Education Minister Lawrence Wong, co-chair of the multi-ministerial task force COVID-19, said on Facebook that on Wednesday morning, another batch of the Pfizer-BioNTech vaccine arrived in Singapore.

“More vaccines from both Moderna and Pfizer-BioNTech will arrive over the course of the year,” he added. 

“We will continue to monitor our supplies closely, to meet our target of vaccinating all Singaporeans and long-term residents by the end of this year.”

Explaining its role in the vaccine handling process, SATS said that once the shipment arrives at the airport, the temperature-controlled cargo containers that have temperature loggers and location tracking characteristics will be unloaded to cool dollies.

The containers are then transported in an’ unbroken cold chain’ to Coolport, it added.

Individual tests are carried out at Coolport before the containers are placed in cold rooms with the temperature range required.

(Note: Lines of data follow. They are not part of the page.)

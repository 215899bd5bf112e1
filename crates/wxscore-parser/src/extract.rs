use polars::prelude::*;

use crate::errors::ParserError;
use crate::fields::schema::{
    FeatureSpec, FieldLayout, NumericKind, FEATURES, MAIN_LAYOUT, SOURCE_FILE_COLUMN,
    TIMESTAMP_COLUMN, WIND_LAYOUT,
};
use crate::fields::{capture_inner, FieldParsing, MapRecordParser};
use crate::model::{ExtractedFeatures, ExtractionReport, FieldIssue, FieldIssueKind, ObservationBatch};

enum FeatureValues {
    Float(Vec<Option<f64>>),
    Integer(Vec<Option<i64>>),
}

impl FeatureValues {
    fn with_capacity(kind: NumericKind, capacity: usize) -> Self {
        match kind {
            NumericKind::Float => FeatureValues::Float(Vec::with_capacity(capacity)),
            NumericKind::Integer => FeatureValues::Integer(Vec::with_capacity(capacity)),
        }
    }

    fn push_null(&mut self) {
        match self {
            FeatureValues::Float(values) => values.push(None),
            FeatureValues::Integer(values) => values.push(None),
        }
    }

    fn into_column(self, name: &str) -> Column {
        match self {
            FeatureValues::Float(values) => Series::new(name.into(), values).into(),
            FeatureValues::Integer(values) => Series::new(name.into(), values).into(),
        }
    }
}

/// Coerces one stripped sub-field, pushing the value or a null.
fn coerce(
    spec: &FeatureSpec,
    raw: &str,
    values: &mut FeatureValues,
) -> Result<(), FieldIssueKind> {
    let failure = |reason: String| FieldIssueKind::NumericCoercion {
        column: spec.column,
        value: raw.to_string(),
        reason,
    };

    match values {
        FeatureValues::Float(values) => match raw.parse::<f64>() {
            Ok(parsed) if parsed.is_finite() => values.push(Some(parsed)),
            Ok(parsed) => {
                values.push(None);
                return Err(failure(format!("non-finite value {parsed}")));
            }
            Err(err) => {
                values.push(None);
                return Err(failure(err.to_string()));
            }
        },
        FeatureValues::Integer(values) => match raw.parse::<i64>() {
            Ok(parsed) => values.push(Some(parsed)),
            Err(err) => {
                values.push(None);
                return Err(failure(err.to_string()));
            }
        },
    }
    Ok(())
}

/// Parses `wind` and `main` into `wind_speed, temp, pressure, humidity`.
///
/// Row-level failures never abort the batch: the affected cells are null and
/// the cause is recorded in the returned report.
pub fn extract_features(
    batch: &ObservationBatch,
    parsing: FieldParsing,
) -> Result<ExtractedFeatures, ParserError> {
    let parser = parsing.parser();
    let df = &batch.df;
    let height = df.height();

    let source_files = df.column(SOURCE_FILE_COLUMN)?.str()?;
    let mut report = ExtractionReport {
        parser: parser.name(),
        issues: Vec::new(),
    };

    let mut outputs: Vec<FeatureValues> = FEATURES
        .iter()
        .map(|spec| FeatureValues::with_capacity(spec.kind, height))
        .collect();

    for layout in [&WIND_LAYOUT, &MAIN_LAYOUT] {
        let raw_values = df.column(layout.source_column)?.str()?;
        let targets: Vec<usize> = FEATURES
            .iter()
            .enumerate()
            .filter(|(_, spec)| spec.layout == layout)
            .map(|(idx, _)| idx)
            .collect();

        for (row, raw) in raw_values.into_iter().enumerate() {
            let mut record_issue = |kind: FieldIssueKind| {
                report.issues.push(FieldIssue {
                    row,
                    source_file: source_files.get(row).map(str::to_string),
                    field: layout.source_column,
                    kind,
                });
            };

            let Some(inner) = raw.and_then(capture_inner) else {
                for &idx in &targets {
                    outputs[idx].push_null();
                }
                record_issue(FieldIssueKind::UnrecognizedFieldFormat {
                    value: raw.map(str::to_string),
                });
                continue;
            };

            let slots = parser.split(inner, layout);
            for &idx in &targets {
                let spec = &FEATURES[idx];
                match slot_for(&slots, layout, spec.key) {
                    Some(value) => {
                        if let Err(kind) = coerce(spec, value, &mut outputs[idx]) {
                            record_issue(kind);
                        }
                    }
                    None => {
                        outputs[idx].push_null();
                        record_issue(FieldIssueKind::MissingKey {
                            column: spec.column,
                            key: spec.key,
                        });
                    }
                }
            }
        }
    }

    let mut columns: Vec<Column> = Vec::with_capacity(FEATURES.len() + 1);
    columns.push(df.column(TIMESTAMP_COLUMN)?.clone());
    for (spec, values) in FEATURES.iter().zip(outputs) {
        columns.push(values.into_column(spec.column));
    }

    report.issues.sort_by_key(|issue| issue.row);

    Ok(ExtractedFeatures {
        df: DataFrame::new(columns)?,
        report,
    })
}

fn slot_for<'a>(slots: &[Option<&'a str>], layout: &FieldLayout, key: &str) -> Option<&'a str> {
    layout
        .position(key)
        .and_then(|idx| slots.get(idx).copied().flatten())
}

Then they will be transferred for delivery by agents or freight forwarders via dedicated temperature-controlled truck docks.

The vaccines – both Moderna’s and Pfizer’s – must be kept at extremely low temperatures since they are made of genetic material called mRNA that is easily damaged (messenger ribonucleic acid). “Singapore’s geographical location, coupled with SIA’s extensive network connectivity and the strong pharmaceutical handling capabilities at Singapore Changi airport, positions it well as a key transit hub for the for the transportation and distribution of pharmaceuticals,” said SIA.